Greg Thomas: Minnesota Man's Stage 4 Cancer Disappears While Restoring Old Church (VIDEO)

The Life-Saving Miracle A Dying Man Found In An Abandoned Church

A Minnesota man in need of a miracle found it in the most unlikely form -- at a rundown and abandoned old church that was as much in need of repair as he was.

Three years ago, Greg Thomas of Montgomery, Minn., was diagnosed with stage 4 cancer in both his head and neck, reported KARE 11 News.

"When I found out that I had cancer, they told my family to go ahead and start planning my funeral," Thomas told KARE.

Thomas -- who was 57 at the time of diagnosis -- was soon let go from his job delivering propane, and starting taking long walks though the rural Minnesota countryside with his dog.

It was during one of these long walks that Thomas came across the decaying old church that would save his life.

Thomas attempted to go inside the small chapel when he first came across it, but it was locked. Instead he merely sat on the steps for a while, reported the Lonsdale Area News-Review.

The small church had a crumbling foundation and peeling paint, but still, Thomas found himself on the concrete church steps almost everyday, praying.

"I tried [to get in] more than once," Thomas said; but the church was always locked.

Built in 1868 by Czech settlers who later moved to a bigger parish, the Budejovice Church had not been home to a congregation in more than a century.

One day, Thomas decided to reach out to the small neighborhood surrounding the church. He was out of work, and thought fixing up the church would give him a sort of sanctuary.

"He went to a neighbor and said he wanted to paint the church, and who does he talk to, so the neighbor sent him to talk to me," Don Rynda, treasurer of the foundation that keeps up the church cemetery, remembered about his first meeting with Thomas.

Rynda could barely believe it. Before Thomas approached him, he was afraid that the church was on it's last leg.

"It was a godsend, yes," says Rynda.

Thomas offered the association a deal: He would completely restore the church, if they supplied the materials, with one condition -- he wanted his own key to the establishment.

Despite the fact that radiation and chemotherapy thad robbed him of his energy, his saliva glands and even his teeth, Thomas went to work peeling away 150 years and 15 layers of paint from the old church.

Thomas has been on a feeding tube for the past three years, but he was determined to see the church restored, reported the Lonsdale Area News-Review.

Armed with his own key to the small chapel, Thomas found a 1860s interior still intact, complete with wooden pews and Christian statuary.,

"It's going to be beautiful," he exclaimed.

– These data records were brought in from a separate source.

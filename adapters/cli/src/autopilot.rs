//! Scripted player that walks a level through every phase.

use std::time::Duration;

use district_siege_core::{AssetLoad, Command, Event, Landmark, LevelPhase};
use district_siege_debug_menu::{DebugAction, DebugMenu};
use district_siege_world::{self as world, query, Level};
use glam::Vec3;
use tracing::{debug, info};

const PLAYER_MAX_HEALTH: f32 = 100.0;

/// How a scripted run ended.
#[derive(Clone, Copy, Debug, PartialEq)]
pub(crate) enum Outcome {
    /// The level completed and was disposed.
    Completed { frames: u32, clock: Duration },
    /// The frame budget ran out first.
    TimedOut { phase: LevelPhase },
}

/// Plays a level the way an attentive player would: defeat enemies at a fixed
/// pace, walk to the captive once the storm starts, free it when possible.
#[derive(Debug)]
pub(crate) struct Autopilot {
    frame: Duration,
    kill_interval: Duration,
    rescue_asset: AssetLoad,
    echo: bool,
    menu: DebugMenu,
    since_last_kill: Duration,
}

impl Autopilot {
    pub(crate) fn new(
        frame: Duration,
        kill_interval: Duration,
        rescue_asset: AssetLoad,
        echo: bool,
    ) -> Self {
        Self {
            frame,
            kill_interval,
            rescue_asset,
            echo,
            menu: DebugMenu::new(),
            since_last_kill: Duration::ZERO,
        }
    }

    pub(crate) fn run(
        &mut self,
        level: &mut Level,
        debug_actions: &[DebugAction],
        max_frames: u32,
    ) -> Outcome {
        let mut events = Vec::new();
        world::apply(
            level,
            Command::AttachPlayer {
                position: Vec3::ZERO,
                current_health: PLAYER_MAX_HEALTH,
                max_health: PLAYER_MAX_HEALTH,
            },
            &mut events,
        );
        world::apply(level, Command::Start, &mut events);
        for action in debug_actions {
            self.menu.dispatch(*action, level, &mut events);
        }

        let mut frames = 0;
        loop {
            self.react(level, std::mem::take(&mut events));

            if query::phase(level) == LevelPhase::Completed {
                let clock = query::clock(level);
                world::apply(level, Command::Dispose, &mut events);
                self.react(level, std::mem::take(&mut events));
                info!(frames, "scripted run completed");
                return Outcome::Completed { frames, clock };
            }
            if frames >= max_frames {
                return Outcome::TimedOut {
                    phase: query::phase(level),
                };
            }

            frames += 1;
            world::apply(level, Command::Tick { dt: self.frame }, &mut events);
            self.fight(level, &mut events);

            if query::phase(level) == LevelPhase::RescuePending {
                world::apply(level, Command::ReleaseRescueTarget, &mut events);
            }
        }
    }

    fn fight(&mut self, level: &mut Level, events: &mut Vec<Event>) {
        self.since_last_kill = self.since_last_kill.saturating_add(self.frame);
        if self.since_last_kill < self.kill_interval {
            return;
        }

        if let Some(enemy) = query::live_enemies(level).first() {
            debug!(enemy = enemy.id.get(), "autopilot defeats enemy");
            world::apply(level, Command::EnemyDefeated { enemy: enemy.id }, events);
            self.since_last_kill = Duration::ZERO;
        }
    }

    /// Prints `pending` and answers the requests it contains until the level goes quiet.
    fn react(&mut self, level: &mut Level, mut pending: Vec<Event>) {
        while !pending.is_empty() {
            let mut follow_up = Vec::new();
            for event in &pending {
                if self.echo {
                    println!("[{:>8.3}s] {event:?}", query::clock(level).as_secs_f32());
                }

                if let Event::RescueTargetRequested { .. } = event {
                    world::apply(
                        level,
                        Command::RescueTargetLoaded {
                            outcome: self.rescue_asset,
                        },
                        &mut follow_up,
                    );
                    world::apply(
                        level,
                        Command::TeleportPlayer {
                            destination: Landmark::Rescue,
                        },
                        &mut follow_up,
                    );
                }
            }
            pending = follow_up;
        }
    }
}
#![deny(
    unsafe_code,
    missing_docs,
    dead_code,
    unused_results,
    non_snake_case,
    unreachable_pub
)]

//! Command-line adapter that plays a District Siege level headlessly.

mod autopilot;

use std::{fs, path::PathBuf, time::Duration};

use anyhow::{Context, Result};
use clap::{Parser, ValueEnum};
use district_siege_core::{AssetLoad, Landmark, CHECKPOINT_KEY};
use district_siege_debug_menu::DebugAction;
use district_siege_world::{Level, LevelConfig, MemorySessionStore};

use crate::autopilot::{Autopilot, Outcome};

/// Plays the storm district level without a renderer, printing every event.
#[derive(Debug, Parser)]
#[command(name = "district-siege", version)]
struct CliArgs {
    /// TOML file overriding any part of the level configuration.
    #[arg(long)]
    config: Option<PathBuf>,

    /// Seed for enemy placement.
    #[arg(long)]
    seed: Option<u64>,

    /// Checkpoint to resume from, as if it had been saved earlier in the session.
    #[arg(long)]
    resume_from: Option<u32>,

    /// Removes every presentation delay between phases.
    #[arg(long)]
    instant: bool,

    /// Simulated frame length in milliseconds.
    #[arg(long, default_value_t = 16)]
    frame_ms: u64,

    /// Milliseconds the autopilot needs to defeat an enemy.
    #[arg(long, default_value_t = 500)]
    kill_interval_ms: u64,

    /// Frames simulated before giving up.
    #[arg(long, default_value_t = 20_000)]
    max_frames: u32,

    /// Outcome reported for the rescue target asset.
    #[arg(long, value_enum, default_value_t = RescueAsset::Ready)]
    rescue_asset: RescueAsset,

    /// Debug shortcut dispatched right after the level starts; repeatable.
    #[arg(long = "debug", value_enum)]
    debug_actions: Vec<DebugShortcut>,

    /// Suppresses the per-event listing.
    #[arg(long)]
    quiet: bool,
}

#[derive(Clone, Copy, Debug, PartialEq, Eq, ValueEnum)]
enum RescueAsset {
    Ready,
    Failed,
}

impl From<RescueAsset> for AssetLoad {
    fn from(asset: RescueAsset) -> Self {
        match asset {
            RescueAsset::Ready => AssetLoad::Ready,
            RescueAsset::Failed => AssetLoad::Failed,
        }
    }
}

#[derive(Clone, Copy, Debug, PartialEq, Eq, ValueEnum)]
enum DebugShortcut {
    FinishAllDistricts,
    StartStorm,
    ReleaseRescueTarget,
    ForceComplete,
    AdvanceDistrict,
    TeleportRescue,
}

impl From<DebugShortcut> for DebugAction {
    fn from(shortcut: DebugShortcut) -> Self {
        match shortcut {
            DebugShortcut::FinishAllDistricts => DebugAction::FinishAllDistricts,
            DebugShortcut::StartStorm => DebugAction::StartStorm,
            DebugShortcut::ReleaseRescueTarget => DebugAction::ReleaseRescueTarget,
            DebugShortcut::ForceComplete => DebugAction::ForceComplete,
            DebugShortcut::AdvanceDistrict => DebugAction::AdvanceDistrict,
            DebugShortcut::TeleportRescue => DebugAction::Teleport(Landmark::Rescue),
        }
    }
}

fn init_tracing() {
    let filter = tracing_subscriber::EnvFilter::try_from_default_env()
        .unwrap_or_else(|_| tracing_subscriber::EnvFilter::new("info"));

    let json = matches!(std::env::var("LOG_FORMAT").as_deref(), Ok("json"));
    if json {
        tracing_subscriber::fmt()
            .with_env_filter(filter)
            .with_target(false)
            .with_writer(std::io::stderr)
            .json()
            .init();
    } else {
        tracing_subscriber::fmt()
            .with_env_filter(filter)
            .with_target(false)
            .with_writer(std::io::stderr)
            .compact()
            .init();
    }
}

fn load_config(args: &CliArgs) -> Result<LevelConfig> {
    let mut config = match &args.config {
        Some(path) => {
            let contents = fs::read_to_string(path)
                .with_context(|| format!("failed to read level config at {}", path.display()))?;
            toml::from_str::<LevelConfig>(&contents)
                .with_context(|| format!("failed to parse level config at {}", path.display()))?
        }
        None => LevelConfig::default(),
    };

    if args.instant {
        let instant = LevelConfig::instant();
        config.spawn.stagger_ms = instant.spawn.stagger_ms;
        config.pacing.advance_delay_ms = instant.pacing.advance_delay_ms;
        config.pacing.settle_delay_ms = instant.pacing.settle_delay_ms;
        config.pacing.rescue_fallback_ms = instant.pacing.rescue_fallback_ms;
    }
    if let Some(seed) = args.seed {
        config.spawn.rng_seed = seed;
    }

    Ok(config)
}

/// Entry point for the District Siege command-line interface.
fn main() -> Result<()> {
    init_tracing();
    let args = CliArgs::parse();

    let config = load_config(&args)?;
    let mut session = MemorySessionStore::new();
    if let Some(checkpoint) = args.resume_from {
        session = session.with_entry(CHECKPOINT_KEY, checkpoint.to_string());
    }
    let mut level =
        Level::new(config, Box::new(session)).context("invalid level configuration")?;

    let mut autopilot = Autopilot::new(
        Duration::from_millis(args.frame_ms),
        Duration::from_millis(args.kill_interval_ms),
        args.rescue_asset.into(),
        !args.quiet,
    );
    let debug_actions: Vec<DebugAction> =
        args.debug_actions.iter().copied().map(DebugAction::from).collect();

    let outcome = autopilot.run(&mut level, &debug_actions, args.max_frames);
    match outcome {
        Outcome::Completed { frames, clock } => {
            println!(
                "level completed after {frames} frames ({:.1}s simulated)",
                clock.as_secs_f32()
            );
            Ok(())
        }
        Outcome::TimedOut { phase } => {
            anyhow::bail!(
                "level did not complete within {} frames; stuck in {phase:?}",
                args.max_frames
            )
        }
    }
}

The neighbors were almost as excited as Thomas.

"One of the beads on my rosary is reserved for him," Blanche Zellmer, who has lived near the church for more than 90 years, told KARE.

But the restoration of the church wasn't the only miracle occurring in the rural Minnesota town. When he was done painting the exterior of the church, Thomas discovered that his cancer was in remission.

"It's what he's done for me," he says in the video, glancing toward a statue of Jesus, "and this is my way of saying thank you."

According to the Lonsdale Area News-Review, Thomas' dog, Jenny, a German shorthair pointer, wasn't as fortunate. She fought cancer right by her owner’s side -- a veterinarian removed a tumor -- but at the age of 11 died of complications from a heartworm about a year ago.

Thomas plans to continue his work on the church, moving on to the roof and the interior of the church next.

And even though he now has his own key, he still sits outside on the concrete steps to pray.

"There's been a lot of tears shed on these steps and they've been tears of joy, tears of pain, but tears of blessings too," says Thomas, as he wipes away new tears.